---
title: Validate mTLS Certificates Before Auth
impact: CRITICAL
impactDescription: ensures mutual identity verification between communicating services
tags: mtls, certificates, authentication, zero-trust, security, php
---

## Validate mTLS Certificates Before Auth

Mutual TLS (mTLS) provides strong authentication by requiring both the client and the server to present certificates.
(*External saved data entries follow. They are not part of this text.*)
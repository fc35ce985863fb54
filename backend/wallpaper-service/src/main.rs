//! Wallpaper Service - HTTP server bootstrap
//!
//! Wires configuration, the optional Redis cache backend, and the resolution
//! pipeline into a single-route actix-web server.

use actix_cors::Cors;
use actix_web::{middleware::Logger, web, App, HttpServer};
use std::io;
use std::sync::Arc;
use tracing_subscriber::{layer::SubscriberExt, util::SubscriberInitExt};
use wallpaper_service::cache::CacheHandle;
use wallpaper_service::services::{
    HttpSource, ImageSource, JpegShrinker, PassThrough, ResolutionPipeline, Transcoder,
};
use wallpaper_service::Config;

#[actix_web::main]
async fn main() -> io::Result<()> {
    // Initialize tracing
    tracing_subscriber::registry()
        .with(
            tracing_subscriber::EnvFilter::try_from_default_env()
                .unwrap_or_else(|_| "info,actix_web=debug".into()),
        )
        .with(tracing_subscriber::fmt::layer())
        .init();

    tracing::info!("Starting wallpaper-service");

    let config = Config::from_env();

    // Optional cache backend. A missing or unreachable backend is a
    // supported degraded mode, not a startup failure; connections are only
    // attempted per request.
    let cache_handle = match &config.cache.redis_url {
        None => {
            tracing::warn!("REDIS_URL not set, running without a cache backend");
            CacheHandle::default()
        }
        Some(redis_url) => match CacheHandle::from_url(redis_url) {
            Ok(handle) => handle,
            Err(err) => {
                tracing::warn!("REDIS_URL is not valid, running without a cache: {err}");
                CacheHandle::default()
            }
        },
    };

    let source: Arc<dyn ImageSource> = Arc::new(
        HttpSource::new(config.feed.feed_url.clone(), config.feed.http_timeout_secs)
            .map_err(|e| io::Error::new(io::ErrorKind::Other, format!("http client: {e}")))?,
    );

    let transcoder: Arc<dyn Transcoder> = if config.image.transcode_enabled {
        Arc::new(JpegShrinker::new(
            config.image.max_dimension,
            config.image.jpeg_quality,
        ))
    } else {
        Arc::new(PassThrough)
    };

    let pipeline = ResolutionPipeline::new(source, transcoder);

    let bind_address = (config.app.host.clone(), config.app.port);
    let path = config.app.path_prefix.clone();
    tracing::info!(
        "wallpaper-service HTTP listening on {}:{} at path {}",
        bind_address.0,
        bind_address.1,
        path
    );

    HttpServer::new(move || {
        let mut cors = Cors::default();
        for origin in &config.cors.allowed_origins {
            if origin == "*" {
                cors = cors.allow_any_origin();
            } else {
                cors = cors.allowed_origin(origin);
            }
        }
        cors = cors
            .allowed_methods(["GET", "OPTIONS"])
            .allow_any_header()
            .max_age(3600);

        App::new()
            .app_data(web::Data::new(pipeline.clone()))
            .app_data(web::Data::new(cache_handle.clone()))
            .wrap(Logger::default())
            .wrap(cors)
            .route("/health", web::get().to(wallpaper_service::handlers::health))
            .route(
                &path,
                web::get().to(wallpaper_service::handlers::latest_image),
            )
    })
    .bind(bind_address)?
    .run()
    .await
}
//! Feed parsing and entry selection
//!
//! Declares only the slice of the upstream listing schema that the selection
//! policy consumes; everything else in the document is ignored so upstream
//! schema drift stays contained in this module.

use crate::error::SelectError;
use serde::Deserialize;

/// One page of the upstream feed
#[derive(Debug, Deserialize)]
pub struct FeedPage {
    pub data: FeedListing,
}

#[derive(Debug, Deserialize)]
pub struct FeedListing {
    /// Pagination cursor, unused beyond existence
    #[serde(default)]
    pub after: Option<String>,
    #[serde(default)]
    pub children: Vec<FeedEntry>,
}

/// One candidate post from the feed
#[derive(Debug, Deserialize)]
pub struct FeedEntry {
    /// Entry kind discriminator (e.g. "t3" for a post)
    #[serde(default)]
    pub kind: String,
    #[serde(default)]
    pub data: FeedEntryData,
}

#[derive(Debug, Default, Deserialize)]
pub struct FeedEntryData {
    /// Raw post URL, fallback when the resolved URL is absent
    #[serde(default)]
    pub url: String,
    /// Resolved outbound URL
    #[serde(default)]
    pub url_overridden_by_dest: String,
}

impl FeedEntry {
    /// URL this entry links to: the resolved URL when present, the raw URL
    /// otherwise
    fn link_url(&self) -> &str {
        if !self.data.url_overridden_by_dest.is_empty() {
            &self.data.url_overridden_by_dest
        } else {
            &self.data.url
        }
    }

    /// An entry is eligible when it links to a single image, not a
    /// multi-image container
    fn is_eligible(&self) -> bool {
        let url = self.link_url();
        !url.is_empty() && !url.contains("gallery")
    }
}

/// Index of the first entry considered; entry 0 is the pinned/sticky post
const FIRST_CANDIDATE: usize = 1;

/// Select the URL of the first eligible entry in the page.
///
/// Walks the entries in feed order starting past the pinned post. Container
/// entries are skipped entirely, never partially resolved. Exhausting the
/// page is `NoEligibleEntry`, not a fault.
pub fn select_eligible_entry(page: &FeedPage) -> Result<&str, SelectError> {
    page.data
        .children
        .iter()
        .skip(FIRST_CANDIDATE)
        .find(|entry| entry.is_eligible())
        .map(|entry| entry.link_url())
        .ok_or(SelectError::NoEligibleEntry)
}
In PHP environments, the web server (Nginx/Apache) typically handles the handshake and passes certificate details to the application through server variables.
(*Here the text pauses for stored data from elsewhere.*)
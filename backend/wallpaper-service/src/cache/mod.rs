//! Caching layer for wallpaper-service
//!
//! The pipeline only sees the `CacheStore` capability. `RedisCache` backs it
//! with a shared connection manager; `NoCache` is the sentinel used both when
//! no backend is configured and when the configured backend fails its
//! per-request liveness probe, so both cases run the same code path.

pub mod keys;

use crate::error::{CacheError, CacheResult};
use async_trait::async_trait;
use redis::aio::ConnectionManager;
use redis::AsyncCommands;
use std::future::Future;
use std::sync::Arc;
use std::time::Duration;
use tokio::sync::Mutex;
use tracing::warn;

/// Shared Redis connection manager guarded by a Tokio mutex
pub type SharedConnectionManager = Arc<Mutex<ConnectionManager>>;

/// Deadline for any single cache operation, liveness probe included
const OP_TIMEOUT: Duration = Duration::from_secs(1);

/// Run a cache operation under the deadline. A store that stalls mid-request
/// degrades to `Timeout` instead of holding the requesting task.
async fn with_deadline<T, F>(op: F) -> CacheResult<T>
where
    F: Future<Output = CacheResult<T>>,
{
    tokio::time::timeout(OP_TIMEOUT, op)
        .await
        .map_err(|_| CacheError::Timeout)?
}

/// Key/value store capability with per-key TTL
#[async_trait]
pub trait CacheStore: Send + Sync {
    /// Fetch a value; `Ok(None)` is a miss
    async fn get(&self, key: &str) -> CacheResult<Option<Vec<u8>>>;

    /// Store a value with the given TTL
    async fn set(&self, key: &str, value: &[u8], ttl_secs: u64) -> CacheResult<()>;
}

/// Redis-backed cache store
#[derive(Clone)]
pub struct RedisCache {
    conn: SharedConnectionManager,
}

impl RedisCache {
    pub fn new(conn: SharedConnectionManager) -> Self {
        Self { conn }
    }

    /// Round-trip a PING to check the backend is reachable right now
    async fn ping(&self) -> CacheResult<()> {
        with_deadline(async {
            let mut conn = self.conn.lock().await;
            let pong: String = redis::cmd("PING").query_async(&mut *conn).await?;
            if pong == "PONG" {
                Ok(())
            } else {
                Err(CacheError::Redis(redis::RedisError::from((
                    redis::ErrorKind::ResponseError,
                    "unexpected PING response",
                ))))
            }
        })
        .await
    }
}

#[async_trait]
impl CacheStore for RedisCache {
    async fn get(&self, key: &str) -> CacheResult<Option<Vec<u8>>> {
        with_deadline(async {
            let mut conn = self.conn.lock().await;
            let value: Option<Vec<u8>> = conn.get(key).await?;
            Ok(value)
        })
        .await
    }

    async fn set(&self, key: &str, value: &[u8], ttl_secs: u64) -> CacheResult<()> {
        with_deadline(async {
            let mut conn = self.conn.lock().await;
            conn.set_ex(key, value, ttl_secs)
                .await
                .map_err(CacheError::Redis)
        })
        .await
    }
}

/// Sentinel store for cacheless operation: every read misses, every write
/// succeeds without effect.
pub struct NoCache;

#[async_trait]
impl CacheStore for NoCache {
    async fn get(&self, _key: &str) -> CacheResult<Option<Vec<u8>>> {
        Ok(None)
    }

    async fn set(&self, _key: &str, _value: &[u8], _ttl_secs: u64) -> CacheResult<()> {
        Ok(())
    }
}

/// Configured Redis backend with a lazily established connection manager.
///
/// The manager is only built on the first request that can actually reach
/// the store, so a backend that is down at startup degrades requests instead
/// of failing the boot.
#[derive(Clone)]
struct Backend {
    client: redis::Client,
    manager: Arc<Mutex<Option<SharedConnectionManager>>>,
}

impl Backend {
    fn new(client: redis::Client) -> Self {
        Self {
            client,
            manager: Arc::new(Mutex::new(None)),
        }
    }

    /// Establish (or reuse) the connection manager, then probe it
    async fn acquire(&self) -> CacheResult<RedisCache> {
        let shared = {
            let mut slot = self.manager.lock().await;
            match &*slot {
                Some(shared) => shared.clone(),
                None => {
                    let manager = with_deadline(async {
                        ConnectionManager::new(self.client.clone())
                            .await
                            .map_err(CacheError::Redis)
                    })
                    .await?;
                    let shared: SharedConnectionManager = Arc::new(Mutex::new(manager));
                    *slot = Some(shared.clone());
                    shared
                }
            }
        };

        let cache = RedisCache::new(shared);
        cache.ping().await?;
        Ok(cache)
    }
}

/// Handle to the optional cache backend, held in app state.
///
/// `session` is called once per inbound request and decides whether that
/// request runs cache-backed: a missing backend or a failed liveness probe
/// both yield `NoCache`.
#[derive(Clone, Default)]
pub struct CacheHandle {
    backend: Option<Backend>,
}

impl CacheHandle {
    /// Build a handle for the given connection URL. Only URL parsing can
    /// fail here; no connection is attempted until the first request.
    pub fn from_url(redis_url: &str) -> Result<Self, redis::RedisError> {
        let client = redis::Client::open(redis_url)?;
        Ok(Self {
            backend: Some(Backend::new(client)),
        })
    }

    /// Acquire the store for one request
    pub async fn session(&self) -> Arc<dyn CacheStore> {
        match &self.backend {
            None => Arc::new(NoCache),
            Some(backend) => match backend.acquire().await {
                Ok(store) => Arc::new(store),
                Err(err) => {
                    warn!("cache backend unreachable, serving uncached: {err}");
                    Arc::new(NoCache)
                }
            },
        }
    }
}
**Incorrect (implicitly trusting or skipping validation):**

```php
// VULNERABLE: Assuming any request reaching the script is authorized
function processInternalRequest() {
    // No check if the client certificate was actually validated by the web server
    $data = doTask(); 
}
```

**Correct (validating certificate variables in PHP):**

```php
// 1. Nginx Configuration required:
// ssl_verify_client on;
// fastcgi_param SSL_CLIENT_S_DN $ssl_client_s_dn;
// fastcgi_param SSL_CLIENT_VERIFY $ssl_client_verify;

// 2. PHP validation logic
function validateClientCert() {
    // Ensure the web server actually verified the certificate
    if (($_SERVER['SSL_CLIENT_VERIFY'] ?? '') !== 'SUCCESS') {
        header('HTTP/1.1 403 Forbidden');
        die("Mutual TLS authentication failed.");
    }

    // Validate the Distinguished Name (DN) or Common Name (CN)
    $clientDn = $_SERVER['SSL_CLIENT_S_DN'] ?? '';
    $allowedServices = ['CN=payment-service', 'CN=auth-service'];
    
    $isAuthorized = false;
    foreach ($allowedServices as $service) {
        if (strpos($clientDn, $service) !== false) {
            $isAuthorized = true;
            break;
        }
    }

    if (!$isAuthorized) {
        header('HTTP/1.1 403 Forbidden');
        die("Service certificate not authorized.");
    }
}
```

**Key Implementation steps:**
1. **Web Server**: Configure your reverse proxy (Nginx, Apache) to request client certificates and verify them against an internal Root CA.
2. **Environment**: Pass the verification status and client DN to PHP.
3. **Application**: Explicitly check `SSL_CLIENT_VERIFY` and optionally validate the specific identity (CN) of the calling service.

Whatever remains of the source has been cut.